Commercial coverage for flooding has been available for some time, and personal insurance coverage is also now largely available to most consumers. However, consumers in “higher-risk areas” face problems of both affordability and availability. This type of insurance problem is best addressed through some form of subsidization mechanism, but this problem also needs a firm government hand to ensure that subsidization does not encourage riskier behaviour (e.g. more building in known flood zones).
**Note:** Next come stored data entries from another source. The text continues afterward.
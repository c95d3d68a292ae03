//! Argument binding, coercion and invocation of a single operation.
//!
//! Everything that can be rejected is rejected before the operation body
//! runs. The body is then called exactly once.

use crate::error::{Error, OpError, Result};
use crate::monitor::Monitor;
use crate::signature::{Arguments, Callable, OpOutput, OpSignature, RETURN};
use crate::types::value_set;
use crate::value::Value;
use indexmap::IndexMap;
use std::cmp::Ordering;
use tracing::debug;

/// Match positional and keyword arguments to the declared inputs.
///
/// Positional values bind in declaration order, keywords by name. Unbound
/// inputs take their default, or `Null` when nullable. Every value is then
/// coerced to its declared type and checked against its value set.
pub fn bind_arguments(
    signature: &OpSignature,
    positional: Vec<Value>,
    keyword: IndexMap<String, Value>,
) -> Result<Arguments> {
    if positional.len() > signature.inputs.len() {
        return Err(Error::Argument(format!(
            "'{}' takes {} argument(s) but {} positional were given",
            signature.name,
            signature.inputs.len(),
            positional.len()
        )));
    }

    let mut bound: IndexMap<&str, Value> = IndexMap::new();
    for ((name, _), value) in signature.inputs.iter().zip(positional) {
        bound.insert(name, value);
    }
    for (name, value) in keyword {
        let Some((_, key, _)) = signature.inputs.get_full(name.as_str()) else {
            return Err(Error::Argument(format!(
                "'{}' has no input named '{name}'",
                signature.name
            )));
        };
        if bound.insert(key.as_str(), value).is_some() {
            return Err(Error::Argument(format!(
                "input '{name}' of '{}' is bound more than once",
                signature.name
            )));
        }
    }

    let mut args = Arguments::new();
    for (name, spec) in &signature.inputs {
        let value = match bound.swap_remove(name.as_str()) {
            Some(value) => value,
            None => match (&spec.default, spec.nullable) {
                (Some(default), _) => default.clone(),
                (None, true) => Value::Null,
                (None, false) => {
                    return Err(Error::Argument(format!(
                        "missing required input '{name}' of '{}'",
                        signature.name
                    )));
                }
            },
        };

        let value = if value.is_null() && spec.nullable {
            value
        } else {
            spec.data_type.coerce(value).map_err(|e| match e {
                Error::Validation(msg) => Error::Validation(format!("input '{name}': {msg}")),
                other => other,
            })?
        };
        args.insert(name.clone(), value);
    }

    check_value_sets(signature, &args)?;
    Ok(args)
}

fn check_value_sets(signature: &OpSignature, args: &Arguments) -> Result<()> {
    for (name, spec) in &signature.inputs {
        let Some(source) = &spec.value_set_source else {
            continue;
        };
        let Some(value) = args.get(name) else {
            continue;
        };
        if value.is_null() {
            continue;
        }
        let domain = match args.get(source) {
            Some(Value::Null) | None => {
                return Err(Error::Validation(format!(
                    "input '{name}' cannot be validated: '{source}' is not set"
                )));
            }
            Some(source_value) => value_set(source_value)?,
        };
        if !domain.iter().any(|member| same_value(member, value)) {
            let choices: Vec<String> = domain.iter().map(ToString::to_string).collect();
            return Err(Error::Validation(format!(
                "input '{name}': '{value}' is not one of [{}]",
                choices.join(", ")
            )));
        }
    }
    Ok(())
}

/// Equality across number kinds, so `2.0` is a member of `[1, 2, 3]`.
fn same_value(a: &Value, b: &Value) -> bool {
    match a.compare(b) {
        Some(ordering) => ordering == Ordering::Equal,
        None => a == b,
    }
}

/// Validate the arguments, then run the callable once.
pub fn dispatch(
    signature: &OpSignature,
    callable: &Callable,
    positional: Vec<Value>,
    keyword: IndexMap<String, Value>,
    monitor: &mut dyn Monitor,
) -> Result<IndexMap<String, Value>> {
    let args = bind_arguments(signature, positional, keyword)?;
    debug!(operation = %signature.name, args = args.len(), "dispatching operation");

    let output = callable.call(&args, monitor).map_err(|source| match source {
        OpError::Cancelled => Error::Cancelled,
        source => Error::Execution {
            operation: signature.name.clone(),
            step: None,
            source,
        },
    })?;

    collect_outputs(signature, output)
}

/// Map a body's result onto the signature's output ports.
fn collect_outputs(
    signature: &OpSignature,
    output: OpOutput,
) -> Result<IndexMap<String, Value>> {
    let failed = |msg: String| Error::Execution {
        operation: signature.name.clone(),
        step: None,
        source: OpError::Failed(msg),
    };

    match output {
        OpOutput::Single(value) => {
            if signature.outputs.len() > 1 {
                return Err(failed(format!(
                    "returned a single value but declares {} outputs",
                    signature.outputs.len()
                )));
            }
            let name = signature
                .outputs
                .keys()
                .next()
                .map_or(RETURN, String::as_str);
            Ok(IndexMap::from([(name.to_string(), value)]))
        }
        OpOutput::Named(mut values) => {
            let mut outputs = IndexMap::new();
            for (name, _) in signature.output_ports() {
                let value = values
                    .swap_remove(name)
                    .ok_or_else(|| failed(format!("did not produce output '{name}'")))?;
                outputs.insert(name.to_string(), value);
            }
            Ok(outputs)
        }
    }
}
//! ect CLI - run operations and workflow graphs

mod config;
mod progress;

use anyhow::{Context, Result, bail};
use clap::{CommandFactory, Parser, Subcommand};
use clap_complete::{Shell, generate};
use config::Config;
use ect_core::{
    ConsoleMonitor, Graph, Monitor, NullMonitor, OpSignature, RETURN, Registry, Value,
    detect_format, parse_literal,
};
use indexmap::IndexMap;
use progress::ProgressMonitor;
use std::io::IsTerminal;
use std::path::{Path, PathBuf};
use tracing::info;
use tracing_subscriber::EnvFilter;

/// Output verbosity level.
#[derive(Clone, Copy)]
enum Verbosity {
    Quiet,
    Normal,
    Verbose,
}

impl Verbosity {
    fn from_flags(verbose: bool, quiet: bool) -> Self {
        if quiet {
            Verbosity::Quiet
        } else if verbose {
            Verbosity::Verbose
        } else {
            Verbosity::Normal
        }
    }

    fn info(self, msg: &str) {
        if !matches!(self, Verbosity::Quiet) {
            println!("{msg}");
        }
    }

    fn debug(self, msg: &str) {
        if matches!(self, Verbosity::Verbose) {
            println!("[debug] {msg}");
        }
    }

    fn result(self, msg: &str) {
        if !matches!(self, Verbosity::Quiet) {
            println!("{msg}");
        }
    }

    /// Default log filter when `RUST_LOG` is unset.
    fn log_filter(self, configured: Option<&str>) -> String {
        match self {
            Verbosity::Quiet => "error".into(),
            Verbosity::Verbose => "info".into(),
            Verbosity::Normal => configured.unwrap_or("warn").into(),
        }
    }
}

#[derive(Parser)]
#[command(name = "ect", version)]
#[command(about = "Run operations and workflow graphs", long_about = None)]
struct Cli {
    /// Verbose output (show debug info)
    #[arg(short, long, global = true)]
    verbose: bool,

    /// Quiet output (only errors)
    #[arg(short, long, global = true)]
    quiet: bool,

    /// Path to config file (default: ~/.config/ect/config.toml)
    #[arg(long, global = true)]
    config: Option<PathBuf>,

    #[command(subcommand)]
    command: Commands,
}

#[derive(Subcommand)]
enum Commands {
    /// Run an operation OP, or a graph file, with the given arguments
    Run {
        /// Display progress information during execution
        #[arg(short, long)]
        monitor: bool,
        /// Operation name, or a graph file (.json, .yaml, .yml, .toml)
        target: String,
        /// Arguments: positional literals or name=literal
        #[arg(trailing_var_arg = true, allow_hyphen_values = true)]
        args: Vec<String>,
    },

    /// List available operations
    List {
        /// Wildcard filter on names ('*' and '?', case insensitive)
        #[arg(short, long)]
        pattern: Option<String>,
        /// Only operations carrying this tag
        #[arg(short, long)]
        tag: Option<String>,
    },

    /// Show an operation's signature
    Info {
        /// Operation name
        op: String,
        /// Print the signature as JSON
        #[arg(long)]
        json: bool,
    },

    /// Generate shell completions
    Completions {
        /// Shell to generate completions for
        #[arg(value_enum)]
        shell: Shell,
    },

    /// Generate man page
    Manpage,
}

fn main() -> Result<()> {
    let cli = Cli::parse();

    // Load config file
    let config = if let Some(ref path) = cli.config {
        Config::load_from_path(Some(path.as_path()))
    } else {
        Config::load()
    };

    // Apply config defaults, CLI flags override
    let verbose = cli.verbose || config.defaults.verbose;
    let quiet = cli.quiet || config.defaults.quiet;
    let verbosity = Verbosity::from_flags(verbose, quiet);
    init_tracing(&verbosity.log_filter(config.defaults.log_level.as_deref()));

    let mut registry = Registry::new();
    ect_ops::register_all(&mut registry).context("Failed to register operations")?;
    verbosity.debug(&format!("{} operations registered", registry.len()));

    match cli.command {
        Commands::Run {
            monitor,
            target,
            args,
        } => cmd_run(
            &registry,
            &target,
            &args,
            monitor || config.defaults.monitor,
            verbosity,
        ),
        Commands::List { pattern, tag } => {
            cmd_list(&registry, pattern.as_deref(), tag.as_deref(), verbosity)
        }
        Commands::Info { op, json } => cmd_info(&registry, &op, json),
        Commands::Completions { shell } => {
            let mut cmd = Cli::command();
            generate(shell, &mut cmd, "ect", &mut std::io::stdout());
            Ok(())
        }
        Commands::Manpage => {
            let cmd = Cli::command();
            let man = clap_mangen::Man::new(cmd);
            man.render(&mut std::io::stdout())?;
            Ok(())
        }
    }
}

fn init_tracing(default_filter: &str) {
    let filter =
        EnvFilter::try_from_default_env().unwrap_or_else(|_| EnvFilter::new(default_filter));
    let _ = tracing_subscriber::fmt()
        .with_env_filter(filter)
        .with_target(false)
        .with_writer(std::io::stderr)
        .try_init();
}

fn is_identifier(name: &str) -> bool {
    let mut chars = name.chars();
    chars
        .next()
        .is_some_and(|c| c.is_alphabetic() || c == '_')
        && chars.all(|c| c.is_alphanumeric() || c == '_')
}

/// Split `run` arguments into positional and keyword literals.
fn parse_run_args(args: &[String]) -> Result<(Vec<Value>, IndexMap<String, Value>)> {
    let mut positional = Vec::new();
    let mut keyword = IndexMap::new();
    for arg in args {
        match arg.split_once('=') {
            Some((name, text)) => {
                if !is_identifier(name) {
                    bail!("keyword '{name}' is not a valid identifier");
                }
                let value = parse_literal(text)
                    .with_context(|| format!("Invalid value for '{name}'"))?;
                keyword.insert(name.to_string(), value);
            }
            None => {
                let value = parse_literal(arg)
                    .with_context(|| format!("Invalid argument '{arg}'"))?;
                positional.push(value);
            }
        }
    }
    Ok((positional, keyword))
}

fn is_graph_file(target: &str) -> bool {
    detect_format(target).is_some() && Path::new(target).is_file()
}

/// Progress display for `run`: a bar on terminals, plain lines otherwise.
fn make_monitor(enabled: bool) -> Box<dyn Monitor> {
    if !enabled {
        Box::new(NullMonitor::new())
    } else if std::io::stderr().is_terminal() {
        Box::new(ProgressMonitor::new())
    } else {
        Box::new(ConsoleMonitor::stdout())
    }
}

fn describe_args(positional: &[Value], keyword: &IndexMap<String, Value>) -> String {
    let parts: Vec<String> = positional
        .iter()
        .map(|v| v.to_string())
        .chain(keyword.iter().map(|(k, v)| format!("{k}={v}")))
        .collect();
    parts.join(", ")
}

fn cmd_run(
    registry: &Registry,
    target: &str,
    args: &[String],
    monitor: bool,
    v: Verbosity,
) -> Result<()> {
    let (positional, keyword) = parse_run_args(args)?;
    let mut monitor = make_monitor(monitor);

    if is_graph_file(target) {
        return run_graph(registry, target, positional, keyword, monitor.as_mut(), v);
    }

    let op = registry
        .get(target)
        .with_context(|| format!("Unknown operation '{target}'. Use 'ect list' to list."))?;
    v.info(&format!(
        "Running operation {target} with ({})",
        describe_args(&positional, &keyword)
    ));

    let outputs = op
        .call(positional, keyword, monitor.as_mut())
        .with_context(|| format!("Operation '{target}' failed"))?;
    match outputs.get(RETURN) {
        Some(value) if outputs.len() == 1 => v.result(&format!("Output: {value}")),
        _ => {
            for (name, value) in &outputs {
                v.result(&format!("Output: {name} = {value}"));
            }
        }
    }
    Ok(())
}

fn run_graph(
    registry: &Registry,
    path: &str,
    positional: Vec<Value>,
    keyword: IndexMap<String, Value>,
    monitor: &mut dyn Monitor,
    v: Verbosity,
) -> Result<()> {
    if !positional.is_empty() {
        bail!(
            "Can't run graph with positional arguments ({}), please provide name=value only",
            describe_args(&positional, &IndexMap::new())
        );
    }

    let mut graph =
        Graph::from_path(path, registry).with_context(|| format!("Failed to load graph '{path}'"))?;
    info!(path, steps = graph.steps().len(), "graph loaded");
    v.debug(&format!(
        "Execution order: {}",
        graph.execution_order().join(" -> ")
    ));

    let summary = describe_args(&[], &keyword);
    for (name, value) in keyword {
        graph
            .bind(&name, value)
            .with_context(|| format!("Cannot bind graph input '{name}'"))?;
    }

    v.info(&format!("Running graph {path} with ({summary})"));
    let outputs = graph
        .invoke(monitor)
        .with_context(|| format!("Graph '{path}' failed"))?;
    for (name, value) in &outputs {
        v.result(&format!("Output: {name} = {value}"));
    }
    Ok(())
}

fn cmd_list(
    registry: &Registry,
    pattern: Option<&str>,
    tag: Option<&str>,
    v: Verbosity,
) -> Result<()> {
    let pattern = pattern
        .map(|p| glob::Pattern::new(&p.to_lowercase()))
        .transpose()
        .context("Invalid pattern")?;

    let names: Vec<&str> = registry
        .signatures()
        .filter(|sig| tag.is_none_or(|t| sig.has_tag(t)))
        .map(|sig| sig.name.as_str())
        .filter(|name| {
            pattern
                .as_ref()
                .is_none_or(|p| p.matches(&name.to_lowercase()))
        })
        .collect();

    match names.len() {
        0 => v.result("No operations found"),
        1 => v.result("One operation found"),
        n => v.result(&format!("{n} operations found")),
    }
    for (i, name) in names.iter().enumerate() {
        v.result(&format!("{:4}: {}", i + 1, name));
    }
    Ok(())
}

fn cmd_info(registry: &Registry, name: &str, json: bool) -> Result<()> {
    let op = registry
        .get(name)
        .with_context(|| format!("Unknown operation '{name}'. Use 'ect list' to list."))?;
    let sig = op.signature();

    if json {
        println!("{}", serde_json::to_string_pretty(sig)?);
        return Ok(());
    }
    print!("{}", describe(sig));
    Ok(())
}

fn describe(sig: &OpSignature) -> String {
    let mut out = format!("Operation: {}\n", sig.name);
    if !sig.version.is_empty() {
        out.push_str(&format!("Version: {}\n", sig.version));
    }
    if !sig.tags.is_empty() {
        let tags: Vec<&str> = sig.tags.iter().map(String::as_str).collect();
        out.push_str(&format!("Tags: {}\n", tags.join(", ")));
    }
    if sig.accepts_monitor {
        out.push_str("Reports progress: yes\n");
    }
    if !sig.description.is_empty() {
        out.push_str(&format!("\n{}\n", sig.description));
    }

    out.push_str("\nInputs:\n");
    if sig.inputs.is_empty() {
        out.push_str("  (none)\n");
    }
    for (name, input) in &sig.inputs {
        let mut line = format!("  {name}: {}", input.data_type);
        if input.nullable {
            line.push_str(", optional");
        }
        if let Some(default) = &input.default {
            line.push_str(&format!(", default {default}"));
        }
        if let Some(source) = &input.value_set_source {
            line.push_str(&format!(", one of the values of '{source}'"));
        }
        out.push_str(&line);
        out.push('\n');
        if !input.description.is_empty() {
            out.push_str(&format!("      {}\n", input.description));
        }
    }

    out.push_str("\nOutputs:\n");
    for (name, data_type) in sig.output_ports() {
        out.push_str(&format!("  {name}: {data_type}\n"));
        let desc = sig.outputs.get(name).map_or("", |o| o.description.as_str());
        if !desc.is_empty() {
            out.push_str(&format!("      {desc}\n"));
        }
    }
    out
}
The ultimate solution also requires government to invest public funds in mechanisms to support retrofitting and significantly enhance infrastructure in flood-prone zones.

Given the myriad problems represented by these diverse forms of tail-risk events, we are unlikely to find a single mechanism designed to solve all of these risk-transfer issues at once. But, if nothing else, the COVID-19 pandemic has forced a larger conversation around these kinds of events. It is a conversation we need to have now. Developing workable solutions to the tail risks to which Canada is most exposed is in the urgent national interest.